▶ **AIM OF THE EXERCISE**:
Could you set down exactly the lines of the data below, starting at the one that holds "Path kept on" and ending at the one that holds "Read and decode", both included, and only those?

▶ **THE RECORDS**:
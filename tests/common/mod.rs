//! Common test infrastructure for Certforge integration tests.
//!
//! Each test file compiles its own copy of this module, so items may appear
//! unused from the perspective of a single test file even though they're
//! used elsewhere.

#![allow(dead_code)]
#![allow(unused_imports)]

pub mod app;
pub mod assertions;
pub mod fixtures;

pub use app::{TestApp, TestResponse};
pub use assertions::*;
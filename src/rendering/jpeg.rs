//! JPEG encoding with an embedded text comment (COM segment).

use image::codecs::jpeg::JpegEncoder;
use image::ExtendedColorType;

use crate::error::RenderError;

const SOI: [u8; 2] = [0xFF, 0xD8];
const APP0: u8 = 0xE0;
const COM: u8 = 0xFE;
const SOS: u8 = 0xDA;
const EOI: u8 = 0xD9;

/// Largest COM payload a single segment can carry
const MAX_COMMENT: usize = u16::MAX as usize - 2;

/// Encode opaque RGB pixels. `comment`, when given, is written as a COM
/// segment after the JFIF header.
pub fn encode_rgb(
    rgb: &[u8],
    width: u32,
    height: u32,
    quality: u8,
    comment: Option<&str>,
) -> Result<Vec<u8>, RenderError> {
    let mut out = Vec::new();
    JpegEncoder::new_with_quality(&mut out, quality.clamp(1, 100))
        .encode(rgb, width, height, ExtendedColorType::Rgb8)
        .map_err(|e| RenderError::JpegEncode(e.to_string()))?;

    match comment {
        Some(text) => insert_comment(out, text),
        None => Ok(out),
    }
}

fn insert_comment(jpeg: Vec<u8>, text: &str) -> Result<Vec<u8>, RenderError> {
    if jpeg.get(0..2) != Some(&SOI[..]) {
        return Err(RenderError::JpegEncode("missing SOI marker".to_string()));
    }

    let mut payload = text.as_bytes();
    if payload.len() > MAX_COMMENT {
        let mut end = MAX_COMMENT;
        while !text.is_char_boundary(end) {
            end -= 1;
        }
        payload = &payload[..end];
    }

    // JFIF requires APP0 directly after SOI
    let mut at = 2;
    if jpeg.get(3) == Some(&APP0) {
        at += 2 + segment_len(&jpeg, 2).unwrap_or(0);
    }

    let len = (payload.len() + 2) as u16;
    let mut out = Vec::with_capacity(jpeg.len() + payload.len() + 4);
    out.extend_from_slice(&jpeg[..at]);
    out.extend_from_slice(&[0xFF, COM]);
    out.extend_from_slice(&len.to_be_bytes());
    out.extend_from_slice(payload);
    out.extend_from_slice(&jpeg[at..]);
    Ok(out)
}

fn segment_len(jpeg: &[u8], marker_at: usize) -> Option<usize> {
    let bytes = jpeg.get(marker_at + 2..marker_at + 4)?;
    Some(u16::from_be_bytes([bytes[0], bytes[1]]) as usize)
}

/// First COM segment of a JPEG, if any. Scanning stops at start-of-scan.
pub fn read_comment(jpeg: &[u8]) -> Option<String> {
    if jpeg.get(0..2) != Some(&SOI[..]) {
        return None;
    }

    let mut at = 2;
    loop {
        if *jpeg.get(at)? != 0xFF {
            return None;
        }
        let marker = *jpeg.get(at + 1)?;
        if marker == SOS || marker == EOI {
            return None;
        }
        let len = segment_len(jpeg, at)?;
        if marker == COM {
            let body = jpeg.get(at + 4..at + 2 + len)?;
            return Some(String::from_utf8_lossy(body).into_owned());
        }
        at += 2 + len;
    }
}
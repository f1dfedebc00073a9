//! Layout specification: where each certificate field goes, per output target.
//!
//! Each target is authored in its own pixel space. The two layouts are not
//! derived from one another; they must be reviewed together whenever one changes.

use serde::{Deserialize, Serialize};
use std::collections::HashMap;
use std::fmt;

use crate::assets::AssetLoader;
use crate::error::ConfigError;

/// Output target with its own canvas and field positions
#[derive(Debug, Clone, Copy, PartialEq, Eq, Hash, Serialize, Deserialize)]
#[serde(rename_all = "lowercase")]
pub enum Target {
    /// High-resolution raster preview (JPEG)
    Preview,
    /// Print-oriented PDF page
    Pdf,
}

impl Target {
    pub const ALL: [Target; 2] = [Target::Preview, Target::Pdf];

    pub fn as_str(&self) -> &'static str {
        match self {
            Target::Preview => "preview",
            Target::Pdf => "pdf",
        }
    }
}

impl fmt::Display for Target {
    fn fmt(&self, f: &mut fmt::Formatter<'_>) -> fmt::Result {
        f.write_str(self.as_str())
    }
}

/// Semantic text fields bound from a certificate record
#[derive(Debug, Clone, Copy, PartialEq, Eq, Hash, Serialize, Deserialize)]
#[serde(rename_all = "snake_case")]
pub enum Field {
    ParticipantName,
    Activity,
    DateIssued,
    ExaminerName,
    ExaminerPosition,
    CompanyCode,
    ValidationText,
}

impl Field {
    /// Render order; also the order of lines in embedded text metadata
    pub const ALL: [Field; 7] = [
        Field::ParticipantName,
        Field::Activity,
        Field::DateIssued,
        Field::ExaminerName,
        Field::ExaminerPosition,
        Field::CompanyCode,
        Field::ValidationText,
    ];

    pub fn as_str(&self) -> &'static str {
        match self {
            Field::ParticipantName => "participant_name",
            Field::Activity => "activity",
            Field::DateIssued => "date_issued",
            Field::ExaminerName => "examiner_name",
            Field::ExaminerPosition => "examiner_position",
            Field::CompanyCode => "company_code",
            Field::ValidationText => "validation_text",
        }
    }

    /// Element id used in the overlay markup
    pub fn element_id(&self) -> String {
        self.as_str().replace('_', "-")
    }
}

impl fmt::Display for Field {
    fn fmt(&self, f: &mut fmt::Formatter<'_>) -> fmt::Result {
        f.write_str(self.as_str())
    }
}

/// Horizontal alignment of a text field around its anchor point; serializes
/// to the SVG `text-anchor` value
#[derive(Debug, Clone, Copy, PartialEq, Eq, Default, Serialize, Deserialize)]
#[serde(rename_all = "lowercase")]
pub enum Anchor {
    Start,
    #[default]
    Middle,
    End,
}

#[derive(Debug, Clone, Copy, PartialEq, Eq, Serialize, Deserialize)]
pub struct Canvas {
    pub width: u32,
    pub height: u32,
}

/// Position and typography of one text field; `y` is the text baseline
#[derive(Debug, Clone, PartialEq, Serialize, Deserialize)]
pub struct FieldLayout {
    pub x: f32,
    pub y: f32,
    #[serde(default)]
    pub anchor: Anchor,
    pub font_size: f32,
    #[serde(default = "default_weight")]
    pub font_weight: u16,
    #[serde(default)]
    pub underline: bool,
    /// Text estimated wider than this is condensed to fit
    #[serde(default)]
    pub max_width: Option<f32>,
}

fn default_weight() -> u16 {
    400
}

/// Signature bounding box; the image is fitted inside, aspect preserved
#[derive(Debug, Clone, Copy, PartialEq, Serialize, Deserialize)]
pub struct SignatureBox {
    pub x: f32,
    pub y: f32,
    pub width: f32,
    pub height: f32,
}

#[derive(Debug, Clone, Deserialize)]
struct RawTargetLayout {
    canvas: Canvas,
    #[serde(default = "default_font_family")]
    font_family: String,
    #[serde(default = "default_color")]
    color: String,
    #[serde(default)]
    fields: HashMap<Field, FieldLayout>,
    signature: Option<SignatureBox>,
}

fn default_font_family() -> String {
    "Montserrat, sans-serif".to_string()
}

fn default_color() -> String {
    "black".to_string()
}

#[derive(Debug, Deserialize)]
struct RawLayout {
    version: Option<u32>,
    #[serde(default)]
    targets: HashMap<Target, RawTargetLayout>,
}

/// Complete layout of one target. Constructed only through validation, so
/// every field lookup succeeds.
#[derive(Debug, Clone)]
pub struct TargetLayout {
    pub target: Target,
    pub canvas: Canvas,
    pub font_family: String,
    pub color: String,
    pub signature: SignatureBox,
    fields: HashMap<Field, FieldLayout>,
}

impl TargetLayout {
    pub fn field(&self, field: Field) -> &FieldLayout {
        // Presence of every Field is checked in LayoutSpec::from_yaml
        &self.fields[&field]
    }
}

/// Validated layout for both targets
#[derive(Debug, Clone)]
pub struct LayoutSpec {
    pub version: u32,
    preview: TargetLayout,
    pdf: TargetLayout,
}

impl LayoutSpec {
    /// Parse and validate a layout document. Missing targets or fields are
    /// configuration errors here, never at render time.
    pub fn from_yaml(content: &str) -> Result<Self, ConfigError> {
        let mut raw: RawLayout =
            serde_yaml::from_str(content).map_err(|e| ConfigError::LayoutParse(e.to_string()))?;

        let mut take = |target: Target| -> Result<TargetLayout, ConfigError> {
            let raw_target = raw
                .targets
                .remove(&target)
                .ok_or(ConfigError::MissingTarget(target))?;
            validate_target(target, raw_target)
        };

        let preview = take(Target::Preview)?;
        let pdf = take(Target::Pdf)?;

        Ok(Self {
            version: raw.version.unwrap_or(1),
            preview,
            pdf,
        })
    }

    /// Load the layout through the asset loader (external file or embedded default)
    pub fn load_from_assets(loader: &AssetLoader) -> Result<Self, ConfigError> {
        let content = loader.read_layout_string()?;
        let spec = Self::from_yaml(&content)?;
        tracing::info!(
            version = spec.version,
            preview = %format!("{}x{}", spec.preview.canvas.width, spec.preview.canvas.height),
            pdf = %format!("{}x{}", spec.pdf.canvas.width, spec.pdf.canvas.height),
            "Loaded layout specification"
        );
        Ok(spec)
    }

    pub fn target(&self, target: Target) -> &TargetLayout {
        match target {
            Target::Preview => &self.preview,
            Target::Pdf => &self.pdf,
        }
    }

    pub fn field_layout(&self, target: Target, field: Field) -> &FieldLayout {
        self.target(target).field(field)
    }
}

fn validate_target(target: Target, raw: RawTargetLayout) -> Result<TargetLayout, ConfigError> {
    if raw.canvas.width == 0 || raw.canvas.height == 0 {
        return Err(ConfigError::InvalidCanvas {
            target,
            width: raw.canvas.width,
            height: raw.canvas.height,
        });
    }

    if let Some(field) = Field::ALL
        .iter()
        .find(|field| !raw.fields.contains_key(field))
    {
        return Err(ConfigError::MissingField {
            target,
            field: *field,
        });
    }

    let signature = raw.signature.ok_or_else(|| {
        ConfigError::LayoutParse(format!("target '{target}' has no signature box"))
    })?;

    Ok(TargetLayout {
        target,
        canvas: raw.canvas,
        font_family: raw.font_family,
        color: raw.color,
        signature,
        fields: raw.fields,
    })
}
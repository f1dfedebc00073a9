//! Field binding: certificate record + target layout -> overlay document.
//!
//! Both targets go through the same binding code; only the layout differs.
//! All record text is untrusted and reaches the markup through tera's
//! autoescaping.

use base64::Engine as _;
use serde::Serialize;
use std::io::Cursor;
use std::path::{Path, PathBuf};
use tera::{Context, Tera};

use crate::assets::AssetLoader;
use crate::error::{ConfigError, RenderError};
use crate::models::{Anchor, Canvas, CertificateRecord, Field, FieldLayout, Target, TargetLayout};

const OVERLAY_TEMPLATE: &str = "overlay.svg";

/// Where the signature for this render comes from
#[derive(Debug, Clone, PartialEq, Eq)]
pub enum SignatureSource {
    Absent,
    /// Path kept on the record; unreadable means "no signature"
    Stored(PathBuf),
    /// Uploaded with this request; unreadable is an error
    Fresh(PathBuf),
}

impl SignatureSource {
    pub fn for_record(record: &CertificateRecord, fresh: bool) -> Self {
        match &record.signature_image_path {
            None => SignatureSource::Absent,
            Some(path) if fresh => SignatureSource::Fresh(path.clone()),
            Some(path) => SignatureSource::Stored(path.clone()),
        }
    }
}

/// Decoded signature ready for embedding
#[derive(Debug, Clone)]
pub struct SignatureImage {
    pub source: PathBuf,
    pub width: u32,
    pub height: u32,
    href: String,
}

impl SignatureImage {
    /// Read and decode a signature file. PNG and JPEG are embedded as-is,
    /// other decodable formats are re-encoded to PNG.
    pub fn from_bytes(source: &Path, bytes: Vec<u8>) -> Result<Self, String> {
        let format = image::guess_format(&bytes).map_err(|e| e.to_string())?;
        let decoded = image::load_from_memory_with_format(&bytes, format).map_err(|e| e.to_string())?;

        let (mime, payload) = match format {
            image::ImageFormat::Png => ("image/png", bytes),
            image::ImageFormat::Jpeg => ("image/jpeg", bytes),
            _ => {
                let mut png = Vec::new();
                decoded
                    .write_to(&mut Cursor::new(&mut png), image::ImageFormat::Png)
                    .map_err(|e| e.to_string())?;
                ("image/png", png)
            }
        };

        Ok(Self {
            source: source.to_path_buf(),
            width: decoded.width(),
            height: decoded.height(),
            href: data_uri(mime, &payload),
        })
    }
}

pub(crate) fn data_uri(mime: &str, bytes: &[u8]) -> String {
    format!(
        "data:{mime};base64,{}",
        base64::engine::general_purpose::STANDARD.encode(bytes)
    )
}

/// One bound text element
#[derive(Debug, Clone, Serialize)]
pub struct OverlayText {
    #[serde(skip)]
    pub field: Field,
    pub id: String,
    pub content: String,
    pub x: f32,
    pub y: f32,
    pub font_size: f32,
    pub font_weight: u16,
    pub anchor: Anchor,
    pub underline: bool,
    /// Set when the text is condensed to the layout's max width
    pub fit_width: Option<f32>,
}

#[derive(Debug, Clone, Serialize)]
pub struct OverlaySignature {
    pub x: f32,
    pub y: f32,
    pub width: f32,
    pub height: f32,
    href: String,
}

#[derive(Serialize)]
struct OverlayContext<'a> {
    font_family: &'a str,
    color: &'a str,
    texts: &'a [OverlayText],
    signature: Option<&'a OverlaySignature>,
}

/// Field-bound overlay for one target, sized to that target's canvas
#[derive(Debug, Clone)]
pub struct Overlay {
    pub target: Target,
    pub canvas: Canvas,
    pub texts: Vec<OverlayText>,
    pub signature: Option<OverlaySignature>,
    markup: String,
}

impl Overlay {
    /// Escaped overlay markup (an SVG group, no background)
    pub fn markup(&self) -> &str {
        &self.markup
    }

    pub fn text(&self, field: Field) -> Option<&str> {
        self.texts
            .iter()
            .find(|t| t.field == field)
            .map(|t| t.content.as_str())
    }

    /// Unescaped text lines in render order
    pub fn text_lines(&self) -> Vec<&str> {
        self.texts.iter().map(|t| t.content.as_str()).collect()
    }

    pub fn has_signature(&self) -> bool {
        self.signature.is_some()
    }

    /// Full SVG document: optional background image, then the overlay group
    pub fn document(&self, background_href: Option<&str>) -> String {
        let Canvas { width, height } = self.canvas;
        let background = background_href
            .map(|href| {
                format!(
                    r#"<image x="0" y="0" width="{width}" height="{height}" preserveAspectRatio="xMidYMid slice" href="{href}"/>"#
                )
            })
            .unwrap_or_default();
        format!(
            r#"<svg xmlns="http://www.w3.org/2000/svg" width="{width}" height="{height}" viewBox="0 0 {width} {height}">{background}{}</svg>"#,
            self.markup
        )
    }

    /// Standalone overlay document without background
    pub fn to_svg(&self) -> String {
        self.document(None)
    }
}

/// Binds certificate records to target layouts
pub struct FieldRenderer {
    tera: Tera,
}

impl FieldRenderer {
    pub fn new(template_source: &str) -> Result<Self, ConfigError> {
        let mut tera = Tera::default();
        tera.autoescape_on(vec![".svg"]);
        tera.add_raw_template(OVERLAY_TEMPLATE, template_source)
            .map_err(|e| ConfigError::OverlayTemplate(e.to_string()))?;
        Ok(Self { tera })
    }

    pub fn from_assets(loader: &AssetLoader) -> Result<Self, ConfigError> {
        Self::new(&loader.read_overlay_template()?)
    }

    /// Resolve the signature for a render.
    ///
    /// Stored signatures fail soft (missing or corrupt -> `None`); a fresh
    /// upload that cannot be read is `SignatureUnreadable`.
    pub async fn load_signature(
        &self,
        source: &SignatureSource,
    ) -> Result<Option<SignatureImage>, RenderError> {
        let (path, fresh) = match source {
            SignatureSource::Absent => return Ok(None),
            SignatureSource::Stored(path) => (path, false),
            SignatureSource::Fresh(path) => (path, true),
        };

        let decoded = match tokio::fs::read(path).await {
            Ok(bytes) => SignatureImage::from_bytes(path, bytes),
            Err(e) => Err(e.to_string()),
        };

        match decoded {
            Ok(image) => {
                tracing::debug!(
                    path = %path.display(),
                    width = image.width,
                    height = image.height,
                    "Signature loaded"
                );
                Ok(Some(image))
            }
            Err(reason) if fresh => Err(RenderError::SignatureUnreadable {
                path: path.display().to_string(),
                reason,
            }),
            Err(reason) => {
                tracing::warn!(
                    path = %path.display(),
                    %reason,
                    "Stored signature unreadable, rendering without signature"
                );
                Ok(None)
            }
        }
    }

    /// Bind `record` to `layout`. Pure: no I/O.
    pub fn render(
        &self,
        record: &CertificateRecord,
        layout: &TargetLayout,
        signature: Option<&SignatureImage>,
    ) -> Result<Overlay, RenderError> {
        let texts: Vec<OverlayText> = Field::ALL
            .iter()
            .map(|&field| bind_text(field, field_value(record, field), layout.field(field)))
            .collect();

        let signature = signature.map(|image| {
            let b = layout.signature;
            OverlaySignature {
                x: b.x,
                y: b.y,
                width: b.width,
                height: b.height,
                href: image.href.clone(),
            }
        });

        let context = Context::from_serialize(OverlayContext {
            font_family: &layout.font_family,
            color: &layout.color,
            texts: &texts,
            signature: signature.as_ref(),
        })
        .map_err(|e| RenderError::Overlay(e.to_string()))?;

        let markup = self
            .tera
            .render(OVERLAY_TEMPLATE, &context)
            .map_err(|e| RenderError::Overlay(e.to_string()))?;

        Ok(Overlay {
            target: layout.target,
            canvas: layout.canvas,
            texts,
            signature,
            markup,
        })
    }
}

fn field_value(record: &CertificateRecord, field: Field) -> String {
    match field {
        Field::ParticipantName => record.participant_name.clone(),
        Field::Activity => record.activity.clone(),
        Field::DateIssued => record.formatted_date(),
        Field::ExaminerName => record.examiner_name.clone(),
        Field::ExaminerPosition => record.examiner_position.clone(),
        Field::CompanyCode => record.company_code.clone(),
        Field::ValidationText => format!(
            "This certificate can be validated (ID : {})",
            record.serial_number
        ),
    }
}

fn bind_text(field: Field, content: String, layout: &FieldLayout) -> OverlayText {
    let fit_width = layout
        .max_width
        .filter(|&max| estimate_text_width(&content, layout.font_size, layout.font_weight) > max);

    OverlayText {
        field,
        id: field.element_id(),
        content,
        x: layout.x,
        y: layout.y,
        font_size: layout.font_size,
        font_weight: layout.font_weight,
        anchor: layout.anchor,
        underline: layout.underline,
        fit_width,
    }
}

/// Rough advance width for a geometric sans; bold faces run wider
pub(crate) fn estimate_text_width(text: &str, font_size: f32, font_weight: u16) -> f32 {
    let em = if font_weight >= 600 { 0.64 } else { 0.58 };
    text.chars().count() as f32 * font_size * em
}
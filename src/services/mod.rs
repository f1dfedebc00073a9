pub mod artifact_store;
pub mod batch;
pub mod certificate_service;
pub mod certificate_store;
pub mod pipeline;

pub use artifact_store::{ArtifactStore, TempArtifact};
pub use batch::BatchOrchestrator;
pub use certificate_service::{CertificateService, Download, GeneratedCertificate};
pub use certificate_store::{CertificateStore, InMemoryCertificateStore};
pub use pipeline::{RenderPipeline, RenderedPair};
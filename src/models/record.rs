use chrono::{DateTime, NaiveDate, Utc};
use serde::{Deserialize, Serialize};
use std::path::PathBuf;

use crate::error::{FieldError, ValidationError};

/// Longest serial number accepted; it becomes part of artifact filenames
pub const MAX_SERIAL_LEN: usize = 128;

/// Certificate data bound onto the template
#[derive(Debug, Clone, PartialEq, Eq, Serialize, Deserialize)]
#[serde(rename_all = "camelCase")]
pub struct CertificateRecord {
    pub serial_number: String,
    pub participant_name: String,
    pub activity: String,
    pub examiner_name: String,
    pub examiner_position: String,
    pub company_code: String,
    pub date_issued: NaiveDate,
    /// Path to a previously uploaded signature image; the file is owned by
    /// the upload subsystem
    #[serde(default, skip_serializing_if = "Option::is_none")]
    pub signature_image_path: Option<PathBuf>,
}

impl CertificateRecord {
    /// Check every field and report all problems at once
    pub fn validate(&self) -> Result<(), ValidationError> {
        let mut errors = Vec::new();

        if let Some(message) = serial_problem(&self.serial_number) {
            errors.push(FieldError {
                field: "serialNumber",
                message,
            });
        }

        let text_fields = [
            ("participantName", &self.participant_name),
            ("activity", &self.activity),
            ("examinerName", &self.examiner_name),
            ("examinerPosition", &self.examiner_position),
            ("companyCode", &self.company_code),
        ];
        for (field, value) in text_fields {
            if value.trim().is_empty() {
                errors.push(FieldError {
                    field,
                    message: "must not be empty".to_string(),
                });
            }
        }

        if let Some(path) = &self.signature_image_path {
            if path.as_os_str().is_empty() {
                errors.push(FieldError {
                    field: "signatureImagePath",
                    message: "must not be an empty path".to_string(),
                });
            }
        }

        if errors.is_empty() {
            Ok(())
        } else {
            Err(ValidationError { errors })
        }
    }

    /// Issue date as printed on the certificate, e.g. "January 15, 2024"
    pub fn formatted_date(&self) -> String {
        format_issue_date(self.date_issued)
    }
}

pub fn format_issue_date(date: NaiveDate) -> String {
    date.format("%B %-d, %Y").to_string()
}

fn serial_problem(serial: &str) -> Option<String> {
    if serial.trim().is_empty() {
        return Some("must not be empty".to_string());
    }
    if serial.len() > MAX_SERIAL_LEN {
        return Some(format!("must be at most {MAX_SERIAL_LEN} characters"));
    }
    if serial.contains(['/', '\\']) || serial.contains("..") {
        return Some("must not contain path separators or '..'".to_string());
    }
    if serial.chars().any(|c| c.is_control()) {
        return Some("must not contain control characters".to_string());
    }
    None
}

/// Changes to a stored record. Absent fields keep their stored value; the
/// serial number comes from the request path and cannot change.
#[derive(Debug, Clone, Default, PartialEq, Eq, Deserialize)]
#[serde(rename_all = "camelCase", deny_unknown_fields)]
pub struct CertificateUpdate {
    pub participant_name: Option<String>,
    pub activity: Option<String>,
    pub examiner_name: Option<String>,
    pub examiner_position: Option<String>,
    pub company_code: Option<String>,
    pub date_issued: Option<NaiveDate>,
    /// A signature uploaded with this update
    pub signature_image_path: Option<PathBuf>,
}

impl CertificateUpdate {
    pub fn has_new_signature(&self) -> bool {
        self.signature_image_path.is_some()
    }

    /// The record with this update applied; not validated
    pub fn apply_to(self, mut record: CertificateRecord) -> CertificateRecord {
        let fields = [
            (self.participant_name, &mut record.participant_name),
            (self.activity, &mut record.activity),
            (self.examiner_name, &mut record.examiner_name),
            (self.examiner_position, &mut record.examiner_position),
            (self.company_code, &mut record.company_code),
        ];
        for (value, slot) in fields {
            if let Some(value) = value {
                *slot = value;
            }
        }
        if let Some(date) = self.date_issued {
            record.date_issued = date;
        }
        if let Some(path) = self.signature_image_path {
            record.signature_image_path = Some(path);
        }
        record
    }
}

/// Case-insensitive substring filters for listing; blank values match all
#[derive(Debug, Clone, Default, Deserialize)]
#[serde(rename_all = "camelCase")]
pub struct CertificateFilter {
    pub activity: Option<String>,
    pub participant_name: Option<String>,
    pub examiner_name: Option<String>,
}

impl CertificateFilter {
    pub fn matches(&self, record: &CertificateRecord) -> bool {
        contains(&record.activity, self.activity.as_deref())
            && contains(&record.participant_name, self.participant_name.as_deref())
            && contains(&record.examiner_name, self.examiner_name.as_deref())
    }
}

fn contains(value: &str, needle: Option<&str>) -> bool {
    match needle {
        Some(needle) if !needle.trim().is_empty() => {
            value.to_lowercase().contains(&needle.to_lowercase())
        }
        _ => true,
    }
}

/// Record as held by the metadata store
#[derive(Debug, Clone, PartialEq, Eq, Serialize, Deserialize)]
#[serde(rename_all = "camelCase")]
pub struct StoredCertificate {
    #[serde(flatten)]
    pub record: CertificateRecord,
    pub created_at: DateTime<Utc>,
    pub updated_at: DateTime<Utc>,
}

▶ **TASK OUTPUT**:
    /// Path kept on the record; unreadable means "no signature"
    Stored(PathBuf),
    /// Uploaded with this request; unreadable is an error
    Fresh(PathBuf),
}

impl SignatureSource {
    pub fn for_record(record: &CertificateRecord, fresh: bool) -> Self {
        match &record.signature_image_path {
            None => SignatureSource::Absent,
            Some(path) if fresh => SignatureSource::Fresh(path.clone()),
            Some(path) => SignatureSource::Stored(path.clone()),
        }
    }
}

/// Decoded signature ready for embedding
#[derive(Debug, Clone)]
pub struct SignatureImage {
    pub source: PathBuf,
    pub width: u32,
    pub height: u32,
    href: String,
}

impl SignatureImage {
    /// Read and decode a signature file. PNG and JPEG are embedded as-is,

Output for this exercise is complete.